Copy each line of the records that includes "formatter".

START Exercise input

use std::fs::File;
use std::io::{BufWriter, Write};
use std::path::Path;

use anyhow::{Context, Result};
use serde::Serialize;

use super::model::Interval;
use super::timecode::to_text;

/// Write intervals to both output files and return a status line.
pub fn save(intervals: &[Interval], json_path: &Path, txt_path: &Path) -> Result<String> {
    save_json(intervals, json_path)?;
    save_txt(intervals, txt_path)?;
    log::info!(
        "Saved {} intervals to {} and {}",
        intervals.len(),
        json_path.display(),
        txt_path.display()
    );
    Ok(format!(
        "Markup saved to {} and {}",
        json_path.display(),
        txt_path.display()
    ))
}

/// `[{"start": .., "end": .., "description": ..}, ...]`, 4-space indented.
pub fn save_json(intervals: &[Interval], path: &Path) -> Result<()> {
    let file = File::create(path).with_context(|| format!("creating {}", path.display()))?;
    let mut out = BufWriter::new(file);

    let formatter = serde_json::ser::PrettyFormatter::with_indent(b"    ");
    let mut ser = serde_json::Serializer::with_formatter(&mut out, formatter);
    intervals
        .serialize(&mut ser)
        .with_context(|| format!("writing JSON to {}", path.display()))?;

    out.flush()
        .with_context(|| format!("flushing {}", path.display()))
}

/// Two marker lines per interval, readable by the annotation loader.
pub fn save_txt(intervals: &[Interval], path: &Path) -> Result<()> {
    let file = File::create(path).with_context(|| format!("creating {}", path.display()))?;
    let mut out = BufWriter::new(file);
    write_markers(intervals, &mut out).with_context(|| format!("writing {}", path.display()))?;
    out.flush()
        .with_context(|| format!("flushing {}", path.display()))
}

fn write_markers<W: Write>(intervals: &[Interval], out: &mut W) -> std::io::Result<()> {
    for (i, interval) in intervals.iter().enumerate() {
        let pos = i + 1;
        writeln!(out, "{pos}  {}  {}1", to_text(interval.start), interval.description)?;
        writeln!(out, "{pos}  {}    {}2", to_text(interval.end), interval.description)?;
    }
    Ok(())
}

#[cfg(test)]
mod tests {
    use super::*;
    use crate::data::loader::load_annotations;

    fn sample() -> Vec<Interval> {
        vec![
            Interval::new(5, 9, "swd"),
            Interval::new(3600, 3725, "is"),
            Interval::new(2, 2, "ds"),
            Interval::new(100, 200, "custom"),
        ]
    }

    #[test]
    fn writes_marker_lines() {
        let mut buf = Vec::new();
        write_markers(&[Interval::new(5, 9, "swd")], &mut buf).unwrap();
        assert_eq!(
            String::from_utf8(buf).unwrap(),
            "1  00:00:05  swd1\n1  00:00:09    swd2\n"
        );
    }

    #[test]
    fn txt_roundtrips_through_loader() {
        let dir = tempfile::tempdir().unwrap();
        let json = dir.path().join("markup.json");
        let txt = dir.path().join("markup.txt");

        let status = save(&sample(), &json, &txt).unwrap();
        assert!(status.starts_with("Markup saved to "));

        assert_eq!(load_annotations(&txt).unwrap(), sample());
    }

    #[test]
    fn json_holds_flat_records() {
        let dir = tempfile::tempdir().unwrap();
        let path = dir.path().join("markup.json");
        save_json(&sample(), &path).unwrap();

        let text = std::fs::read_to_string(&path).unwrap();
        assert!(text.contains("\n    {\n        \"start\": 5,"));

        let back: Vec<Interval> = serde_json::from_str(&text).unwrap();
        assert_eq!(back, sample());
    }

    #[test]
    fn empty_list_writes_empty_files() {
        let dir = tempfile::tempdir().unwrap();
        let json = dir.path().join("a.json");
        let txt = dir.path().join("a.txt");
        save(&[], &json, &txt).unwrap();

        assert_eq!(std::fs::read_to_string(&json).unwrap(), "[]");
        assert_eq!(std::fs::read_to_string(&txt).unwrap(), "");
    }

    #[test]
    fn unwritable_path_is_an_error() {
        let dir = tempfile::tempdir().unwrap();
        let bad = dir.path().join("missing").join("markup.json");
        assert!(save_json(&sample(), &bad).is_err());
    }
}
use std::fs::File;
use std::io::{BufRead, BufReader};
use std::path::Path;

use anyhow::{Context, Result};
use edfplus::{EdfError, EdfReader};

use super::model::{Channel, Interval, Marker, Recording};
use super::timecode;

/// EDF+ stores durations in units of 100 ns.
const EDF_TIME_UNITS_PER_SECOND: f64 = 10_000_000.0;

// ---------------------------------------------------------------------------
// Public entry-points
// ---------------------------------------------------------------------------

/// Load a recording and its annotation file. Fails on the first error.
pub fn load_session(
    recording_path: &Path,
    annotations_path: &Path,
) -> Result<(Recording, Vec<Interval>)> {
    let recording = load_recording(recording_path)?;
    let intervals = load_annotations(annotations_path)?;
    Ok((recording, intervals))
}

/// Decode every signal channel of an EDF+ file into memory.
///
/// Only EDF+ (`EDF+C`) headers are accepted; plain EDF and BDF files fail
/// with a message saying so.
pub fn load_recording(path: &Path) -> Result<Recording> {
    let mut reader = EdfReader::open(path).map_err(|e| {
        let what = match e {
            EdfError::UnsupportedFileType(_) => format!(
                "{} is not an EDF+ recording (plain EDF and BDF are not supported)",
                path.display()
            ),
            _ => format!("opening EDF file {}", path.display()),
        };
        anyhow::Error::new(e).context(what)
    })?;

    let record_seconds = {
        let duration = reader.header().datarecord_duration;
        if duration > 0 {
            duration as f64 / EDF_TIME_UNITS_PER_SECOND
        } else {
            1.0
        }
    };

    let params: Vec<(String, i64, i32)> = reader
        .header()
        .signals
        .iter()
        .map(|s| (s.label.trim().to_string(), s.samples_in_file, s.samples_per_record))
        .collect();

    let mut channels = Vec::with_capacity(params.len());
    for (idx, (label, samples_in_file, samples_per_record)) in params.into_iter().enumerate() {
        let count = samples_in_file.max(0) as usize;
        let samples = reader
            .read_physical_samples(idx, count)
            .with_context(|| format!("reading signal {idx} ({label})"))?;

        channels.push(Channel {
            label,
            samples,
            sample_rate: samples_per_record as f64 / record_seconds,
        });
    }

    let recording = Recording { channels };
    if recording.is_empty() {
        log::warn!("No signals found in {}", path.display());
    } else {
        log::info!("Signals loaded: {:?}", recording.labels());
    }
    Ok(recording)
}

/// Read an annotation text file and pair its markers into intervals.
pub fn load_annotations(path: &Path) -> Result<Vec<Interval>> {
    let file = File::open(path)
        .with_context(|| format!("opening annotation file {}", path.display()))?;
    let markers = read_markers(BufReader::new(file))
        .with_context(|| format!("reading annotation file {}", path.display()))?;

    let intervals = pair_markers(&markers);
    log::info!(
        "Intervals created: {} from {} markers",
        intervals.len(),
        markers.len()
    );
    Ok(intervals)
}

// ---------------------------------------------------------------------------
// Marker parsing
// ---------------------------------------------------------------------------

/// Parse `index time label` lines. Malformed lines are skipped with a warning.
pub fn read_markers<R: BufRead>(reader: R) -> Result<Vec<Marker>> {
    let mut markers = Vec::new();

    for (line_no, line) in reader.lines().enumerate() {
        let line = line.with_context(|| format!("line {}", line_no + 1))?;
        let parts: Vec<&str> = line.split_whitespace().collect();

        let [_index, time, label] = parts.as_slice() else {
            log::warn!("Skipping invalid line {}: {line:?}", line_no + 1);
            continue;
        };

        match timecode::to_seconds(time) {
            Ok(time) => markers.push(Marker::new(time, *label)),
            Err(e) => {
                log::warn!("Skipping line {} with invalid values: {line:?} ({e})", line_no + 1);
            }
        }
    }

    Ok(markers)
}

// ---------------------------------------------------------------------------
// Pairing
// ---------------------------------------------------------------------------

/// Pair markers two at a time: `(0,1)`, `(2,3)`, …
///
/// A pair becomes an interval only when both share a base label and the
/// first ends in `1`, the second in `2`. Anything else is dropped and the
/// walk does not resynchronise, so one stray marker shifts every later pair.
pub fn pair_markers(markers: &[Marker]) -> Vec<Interval> {
    markers
        .chunks_exact(2)
        .filter_map(|pair| {
            let (open, close) = (&pair[0], &pair[1]);
            let (open_base, open_tag) = open.split_suffix()?;
            let (close_base, close_tag) = close.split_suffix()?;

            if open_base != close_base || open_tag != '1' || close_tag != '2' {
                return None;
            }
            if close.time < open.time {
                log::warn!(
                    "Dropping {open_base} pair ending before it starts ({} > {})",
                    timecode::to_text(open.time),
                    timecode::to_text(close.time)
                );
                return None;
            }
            Some(Interval::new(open.time, close.time, open_base))
        })
        .collect()
}

#[cfg(test)]
mod tests {
    use std::io::Cursor;

    use edfplus::{EdfWriter, SignalParam};

    use super::*;

    fn markers(text: &str) -> Vec<Marker> {
        read_markers(Cursor::new(text)).unwrap()
    }

    #[test]
    fn reads_well_formed_lines() {
        let m = markers("1  00:00:05  swd1\n1  00:00:09  swd2\n");
        assert_eq!(m, vec![Marker::new(5, "swd1"), Marker::new(9, "swd2")]);
    }

    #[test]
    fn skips_malformed_lines_and_keeps_going() {
        let text = "\
1  00:00:05  swd1
garbage
1  00:00:09
2  xx:00:10  is1
1  00:00:09  swd2
3  00:01:00  ds1 extra
";
        let m = markers(text);
        assert_eq!(m, vec![Marker::new(5, "swd1"), Marker::new(9, "swd2")]);
    }

    #[test]
    fn skips_overflowing_time_between_valid_lines() {
        let text = "\
1  00:00:05  swd1
1  99999999999999999:00:00  swd2
1  00:00:09  swd2
";
        let m = markers(text);
        assert_eq!(m, vec![Marker::new(5, "swd1"), Marker::new(9, "swd2")]);
        assert_eq!(pair_markers(&m), vec![Interval::new(5, 9, "swd")]);
    }

    #[test]
    fn pairs_matching_open_close() {
        let intervals = pair_markers(&[Marker::new(5, "swd1"), Marker::new(9, "swd2")]);
        assert_eq!(intervals, vec![Interval::new(5, 9, "swd")]);
    }

    #[test]
    fn drops_mismatched_pair() {
        assert!(pair_markers(&[Marker::new(5, "swd1"), Marker::new(9, "ds2")]).is_empty());
        assert!(pair_markers(&[Marker::new(5, "swd2"), Marker::new(9, "swd1")]).is_empty());
        assert!(pair_markers(&[Marker::new(5, "swd1"), Marker::new(9, "swd1")]).is_empty());
    }

    #[test]
    fn stray_marker_misaligns_later_pairs() {
        let m = vec![
            Marker::new(1, "is1"),
            Marker::new(2, "swd1"),
            Marker::new(3, "swd2"),
            Marker::new(4, "ds1"),
            Marker::new(5, "ds2"),
        ];
        // (is1, swd1) and (swd2, ds1) are discarded, ds2 is left over.
        assert!(pair_markers(&m).is_empty());
    }

    #[test]
    fn ignores_trailing_odd_marker() {
        let m = vec![
            Marker::new(1, "is1"),
            Marker::new(4, "is2"),
            Marker::new(7, "ds1"),
        ];
        assert_eq!(pair_markers(&m), vec![Interval::new(1, 4, "is")]);
    }

    #[test]
    fn drops_inverted_pair() {
        assert!(pair_markers(&[Marker::new(9, "swd1"), Marker::new(5, "swd2")]).is_empty());
    }

    #[test]
    fn loads_annotation_file() {
        let dir = tempfile::tempdir().unwrap();
        let path = dir.path().join("ann.txt");
        std::fs::write(
            &path,
            "1  00:00:05  swd1\n1  00:00:09  swd2\n2  00:01:00  ds1\n2  00:01:30  ds2\n",
        )
        .unwrap();

        let intervals = load_annotations(&path).unwrap();
        assert_eq!(
            intervals,
            vec![Interval::new(5, 9, "swd"), Interval::new(60, 90, "ds")]
        );
    }

    #[test]
    fn missing_annotation_file_is_an_error() {
        let dir = tempfile::tempdir().unwrap();
        let err = load_annotations(&dir.path().join("absent.txt")).unwrap_err();
        assert!(format!("{err:#}").contains("absent.txt"));
    }

    fn signal(label: &str, samples_per_record: i32) -> SignalParam {
        SignalParam {
            label: label.to_string(),
            samples_in_file: 0,
            physical_max: 100.0,
            physical_min: -100.0,
            digital_max: 32767,
            digital_min: -32768,
            samples_per_record,
            physical_dimension: "uV".to_string(),
            prefilter: String::new(),
            transducer: String::new(),
        }
    }

    #[test]
    fn decodes_edf_channels() {
        let dir = tempfile::tempdir().unwrap();
        let path = dir.path().join("rec.edf");

        let mut writer = EdfWriter::create(&path).unwrap();
        writer.set_patient_info("P001", "M", "01-JAN-1990", "Test").unwrap();
        writer.add_signal(signal("EEG1", 256)).unwrap();
        writer.add_signal(signal("EEG2", 128)).unwrap();
        for _ in 0..3 {
            writer
                .write_samples(&[vec![10.0; 256], vec![-20.0; 128]])
                .unwrap();
        }
        writer.finalize().unwrap();

        let recording = load_recording(&path).unwrap();
        assert_eq!(recording.labels(), vec!["EEG1".to_string(), "EEG2".to_string()]);

        let eeg1 = recording.channel("EEG1").unwrap();
        assert_eq!(eeg1.samples.len(), 768);
        assert!((eeg1.sample_rate - 256.0).abs() < 1e-9);
        assert!((eeg1.samples[0] - 10.0).abs() < 0.01);

        let eeg2 = recording.channel("EEG2").unwrap();
        assert_eq!(eeg2.samples.len(), 384);
        assert!((eeg2.sample_rate - 128.0).abs() < 1e-9);
    }

    #[test]
    fn rejects_plain_edf_header() {
        let dir = tempfile::tempdir().unwrap();
        let path = dir.path().join("plain.edf");

        let mut writer = EdfWriter::create(&path).unwrap();
        writer.set_patient_info("P001", "M", "01-JAN-1990", "Test").unwrap();
        writer.add_signal(signal("EEG1", 16)).unwrap();
        writer.write_samples(&[vec![1.0; 16]]).unwrap();
        writer.finalize().unwrap();

        // Plain EDF leaves the reserved header field blank.
        let mut bytes = std::fs::read(&path).unwrap();
        bytes[192..236].fill(b' ');
        std::fs::write(&path, bytes).unwrap();

        let err = load_recording(&path).unwrap_err();
        assert!(format!("{err:#}").contains("not an EDF+ recording"), "{err:#}");
    }

    #[test]
    fn rejects_non_edf_recording() {
        let dir = tempfile::tempdir().unwrap();
        let path = dir.path().join("bogus.edf");
        std::fs::write(&path, b"not an edf file").unwrap();
        assert!(load_recording(&path).is_err());
    }
}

END Exercise input

Response:
    let formatter = serde_json::ser::PrettyFormatter::with_indent(b"    ");
    let mut ser = serde_json::Serializer::with_formatter(&mut out, formatter);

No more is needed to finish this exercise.